Australian Border Force officers examined the consignments the following day, 20 January 2021. Each contained small duct-taped packages containing 2.9 kilograms of pure cocaine, concealed amongst a variety of personal items, including clothing, health grills, wallpaper and towels.
On 1 February 2021, an undercover police officer, ‘CO331’, sent two messages to the mobile number listed on the consignments stating that the packages — now containing a substituted substance in two blocks, coated with a ‘thief trap paste’ substance that police had applied — would be delivered between 10.00 am and 1.00 pm that day. The applicant was observed in the vicinity of 13 Elysium Crescent throughout the morning, between 9.15 am and 10.55 am, before returning home. When another undercover officer, ‘CO332’, went to the premises posing as a delivery driver at 12.32 pm, no one answered the door.

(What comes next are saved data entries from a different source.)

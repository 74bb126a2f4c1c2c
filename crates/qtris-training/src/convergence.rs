//! Heuristic test for "training has settled".
//!
//! All of the following must hold at once:
//!
//! - at least [`MIN_GAMES`] games have been completed
//! - at least [`MIN_STABLE_SCORES`] recent scores are available
//! - their coefficient of variation is at most [`MAX_SCORE_CV`]
//! - the exploration rate sits at its floor
//! - the last batch error is below [`MAX_BATCH_ERROR`]
//! - the best score has not improved for [`PLATEAU_GAMES`] games, or the
//!   least-squares slope of recent scores relative to their mean is at most
//!   [`MAX_RELATIVE_SLOPE`] per game

use qtris_stats::{descriptive::DescriptiveStats, rolling::RollingWindow, trend};

pub const MIN_GAMES: u64 = 1000;
/// Number of recent scores kept for the test.
pub const SCORE_WINDOW: usize = 500;
pub const MIN_STABLE_SCORES: usize = 200;
pub const MAX_SCORE_CV: f32 = 0.05;
pub const MAX_BATCH_ERROR: f32 = 1.0;
pub const PLATEAU_GAMES: u64 = 500;
pub const MAX_RELATIVE_SLOPE: f32 = 0.0005;

/// Trainer state the detector looks at besides its own score window.
#[derive(Debug, Clone, Copy, PartialEq)]
pub struct ConvergenceSignals {
    pub total_games: u64,
    pub epsilon_at_floor: bool,
    pub last_batch_error: Option<f32>,
    pub games_since_best: u64,
}

#[derive(Debug, Clone)]
pub struct ConvergenceDetector {
    scores: RollingWindow<f32>,
}

impl Default for ConvergenceDetector {
    fn default() -> Self {
        Self::new()
    }
}

impl ConvergenceDetector {
    #[must_use]
    pub fn new() -> Self {
        Self {
            scores: RollingWindow::new(SCORE_WINDOW),
        }
    }

    pub fn record_score(&mut self, score: f32) {
        self.scores.push(score);
    }

    pub fn clear(&mut self) {
        self.scores.clear();
    }

    #[must_use]
    pub fn is_converged(&self, signals: &ConvergenceSignals) -> bool {
        if signals.total_games < MIN_GAMES || self.scores.len() < MIN_STABLE_SCORES {
            return false;
        }
        let Some(stats) = DescriptiveStats::new(self.scores.iter().copied()) else {
            return false;
        };
        let stable = stats
            .coefficient_of_variation()
            .is_some_and(|cv| cv <= MAX_SCORE_CV);
        let error_low = signals
            .last_batch_error
            .is_some_and(|error| error < MAX_BATCH_ERROR);
        let plateau = signals.games_since_best >= PLATEAU_GAMES
            || trend::linear_slope(self.scores.iter().copied())
                .is_some_and(|slope| (slope / stats.mean).abs() <= MAX_RELATIVE_SLOPE);

        stable && signals.epsilon_at_floor && error_low && plateau
    }
}

#[cfg(test)]
mod tests {
    use proptest::prelude::*;

    use super::*;

    fn settled() -> ConvergenceSignals {
        ConvergenceSignals {
            total_games: 2000,
            epsilon_at_floor: true,
            last_batch_error: Some(0.2),
            games_since_best: 0,
        }
    }

    fn detector_with(scores: impl IntoIterator<Item = f32>) -> ConvergenceDetector {
        let mut detector = ConvergenceDetector::new();
        for score in scores {
            detector.record_score(score);
        }
        detector
    }

    fn steady_scores() -> impl Iterator<Item = f32> {
        (0..SCORE_WINDOW).map(|i| if i % 2 == 0 { 1010.0 } else { 990.0 })
    }

    #[test]
    fn steady_scores_converge() {
        assert!(detector_with(steady_scores()).is_converged(&settled()));
    }

    #[test]
    fn too_few_games_never_converge() {
        let detector = detector_with(steady_scores());
        let signals = ConvergenceSignals {
            total_games: MIN_GAMES - 1,
            ..settled()
        };
        assert!(!detector.is_converged(&signals));
    }

    #[test]
    fn each_signal_is_required() {
        let detector = detector_with(steady_scores());
        assert!(!detector.is_converged(&ConvergenceSignals {
            epsilon_at_floor: false,
            ..settled()
        }));
        assert!(!detector.is_converged(&ConvergenceSignals {
            last_batch_error: Some(1.5),
            ..settled()
        }));
        assert!(!detector.is_converged(&ConvergenceSignals {
            last_batch_error: None,
            ..settled()
        }));
        assert!(!detector_with(steady_scores().take(MIN_STABLE_SCORES - 1)).is_converged(&settled()));
    }

    #[test]
    fn noisy_scores_do_not_converge() {
        let detector = detector_with((0..SCORE_WINDOW).map(|i| if i % 2 == 0 { 1500.0 } else { 500.0 }));
        assert!(!detector.is_converged(&settled()));
    }

    proptest! {
        #[test]
        fn never_converged_below_min_games(
            total_games in 0..MIN_GAMES,
            score in 0.0f32..5000.0,
            count in 0..SCORE_WINDOW,
            at_floor in any::<bool>(),
            error in prop::option::of(0.0f32..2.0),
            games_since_best in 0..5000_u64,
        ) {
            let detector = detector_with(std::iter::repeat_n(score, count));
            let signals = ConvergenceSignals {
                total_games,
                epsilon_at_floor: at_floor,
                last_batch_error: error,
                games_since_best,
            };
            prop_assert!(!detector.is_converged(&signals));
        }
    }
}
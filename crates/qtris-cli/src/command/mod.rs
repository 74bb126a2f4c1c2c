use std::path::PathBuf;

use clap::{ArgAction, Parser, Subcommand};

use self::{inspect::InspectArg, play::PlayArg, train::TrainArg};

mod inspect;
mod play;
mod train;

#[derive(Debug, Clone, Parser)]
#[command(author, version, about, long_about = None)]
pub struct CommandArgs {
    /// Increase log verbosity (-v debug, -vv trace)
    #[arg(short, long, action = ArgAction::Count, global = true)]
    verbose: u8,
    /// Also append log events to this file
    #[arg(long, global = true)]
    diagnostics_log: Option<PathBuf>,
    /// What mode to run the program in
    #[command(subcommand)]
    mode: Mode,
}

#[derive(Debug, Clone, Subcommand)]
enum Mode {
    /// Train the agent by self-play
    Train(#[clap(flatten)] TrainArg),
    /// Play greedy evaluation games with a trained checkpoint
    Play(#[clap(flatten)] PlayArg),
    /// Print checkpoint metadata and weight diagnostics
    Inspect(#[clap(flatten)] InspectArg),
}

pub fn run() -> anyhow::Result<()> {
    let args = CommandArgs::parse();
    crate::logging::init(args.verbose, args.diagnostics_log.as_deref())?;
    match args.mode {
        Mode::Train(arg) => train::run(&arg)?,
        Mode::Play(arg) => play::run(&arg)?,
        Mode::Inspect(arg) => inspect::run(&arg)?,
    }
    Ok(())
}
impl BestCheckpointIndex {
    /// Opens the index at `path`; a missing file is an empty index.
    pub fn open(path: impl Into<PathBuf>) -> Result<Self, CheckpointError> {
        let path = path.into();
        let entries = match fs::read_to_string(&path) {
            Ok(text) => {
                serde_json::from_str::<IndexFile>(&text)
                    .map_err(|source| CheckpointError::Index {
                        path: path.clone(),
                        source,
                    })?
                    .entries
            }
            Err(error) if error.kind() == io::ErrorKind::NotFound => vec![],
            Err(error) => return Err(CheckpointError::io(&path)(error)),
        };
        Ok(Self { path, entries })
    }

    #[must_use]
    pub fn path(&self) -> &Path {
        &self.path
    }

    #[must_use]
    pub fn entries(&self) -> &[BestCheckpointEntry] {
        &self.entries
    }

    /// The highest-scoring entry.
    #[must_use]
    pub fn best(&self) -> Option<&BestCheckpointEntry> {
        self.entries.iter().max_by(|a, b| a.score.total_cmp(&b.score))
    }

    /// Saves a scored checkpoint of `trainer` and records it, but only when
    /// `score` beats the best entry so far. Returns the new entry.
    pub fn record_if_better(
        &mut self,
        trainer: &ReplayTrainer,
        score: f32,
    ) -> Result<Option<&BestCheckpointEntry>, CheckpointError> {
        if self.best().is_some_and(|best| score <= best.score) {
            return Ok(None);
        }
        let saved_at = Utc::now();
        let file_name = format!("best_model_{score:.0}_{}.txt", saved_at.format("%Y%m%d%H%M%S"));
        let checkpoint_path = self.path.with_file_name(file_name);
        trainer.save(&checkpoint_path)?;

        self.entries.push(BestCheckpointEntry {
            path: checkpoint_path,
            score,
            saved_at,
        });
        self.save()?;
        tracing::info!(score, path = %self.path.display(), "recorded new best checkpoint");
        Ok(self.entries.last())
    }

    pub fn save(&self) -> Result<(), CheckpointError> {
        let file = IndexFile {
            entries: self.entries.clone(),
        };
        write_atomically(&self.path, |writer| {
            serde_json::to_writer_pretty(&mut *writer, &file).map_err(io::Error::other)?;
            writeln!(writer)
        })
    }
}
use std::{path::PathBuf, time::Duration};

use serde::{Deserialize, Serialize};

use crate::replay_buffer::BUFFER_CAPACITY;

/// Settings of a self-play training run.
///
/// Every field has a default, so `{}` is a valid configuration file.
///
/// ```
/// # use qtris_training::config::TrainingConfig;
/// let config: TrainingConfig = serde_json::from_str(r#"{ "max_games": 10 }"#).unwrap();
/// assert_eq!(config.max_games, Some(10));
/// assert_eq!(config.tick_interval_ms, 50);
/// ```
#[derive(Debug, Clone, PartialEq, Eq, Serialize, Deserialize)]
#[serde(default)]
pub struct TrainingConfig {
    /// Minimum time between two actions; `0` acts on every tick.
    pub tick_interval_ms: u64,
    /// Wall-clock budget of one move search; `0` disables the budget.
    pub search_budget_ms: u64,
    /// Wall-clock budget of one training batch; `0` disables the budget.
    pub train_budget_ms: u64,
    pub checkpoint_path: PathBuf,
    /// JSON index of best-score checkpoints; `None` disables them.
    pub best_index_path: Option<PathBuf>,
    /// Completed games between periodic checkpoints; `0` disables them.
    pub checkpoint_interval: u64,
    pub replay_capacity: usize,
    /// Seed of every random choice; drawn from the OS when absent.
    pub seed: Option<u64>,
    pub max_games: Option<u64>,
    pub stop_on_convergence: bool,
    pub auto_tune: bool,
}

impl Default for TrainingConfig {
    fn default() -> Self {
        Self {
            tick_interval_ms: 50,
            search_budget_ms: 100,
            train_budget_ms: 200,
            checkpoint_path: PathBuf::from("qtris_model.txt"),
            best_index_path: Some(PathBuf::from("best_models.json")),
            checkpoint_interval: 100,
            replay_capacity: BUFFER_CAPACITY,
            seed: None,
            max_games: None,
            stop_on_convergence: true,
            auto_tune: true,
        }
    }
}

fn budget(ms: u64) -> Option<Duration> {
    (ms > 0).then(|| Duration::from_millis(ms))
}

impl TrainingConfig {
    #[must_use]
    pub fn tick_interval(&self) -> Duration {
        Duration::from_millis(self.tick_interval_ms)
    }

    #[must_use]
    pub fn search_budget(&self) -> Option<Duration> {
        budget(self.search_budget_ms)
    }

    #[must_use]
    pub fn train_budget(&self) -> Option<Duration> {
        budget(self.train_budget_ms)
    }
}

On 2 February 2021, a further attempt at delivery was made by CO331, who arrived at the address just after 10.00 am. The applicant was observed parked a short distance away. The applicant engaged with CO331 and signed for the delivery. CO331 placed both packages at the doorstep of the property — which was vacant — before the applicant collected them and placed them in his Lexus motor vehicle. He then drove to the vicinity of his home, but parked the Lexus — with the packages in its boot — in a nearby street, Hillview Avenue, at 10.17 am. The applicant then walked the remainder of the distance to his apartment in Huntingdale Road, arriving at 10.23 am.
At 10.53 am, the applicant left his residence and walked to Olive Avenue, which is at the southern end of Hillview Avenue. There he met with an unknown male, returning to his residence a few minutes later, at 11.05 am. He left his residence in a black Audi motor vehicle at 11.20 am, and was next observed at 1.13 pm, having parked the black Audi on McLochlan Street, around the corner from Hillview Avenue where the Lexus was parked. The applicant walked to the Lexus and appeared to check the door handle before returning on foot back around the corner to the parked Audi. He then drove the Audi back to his residence.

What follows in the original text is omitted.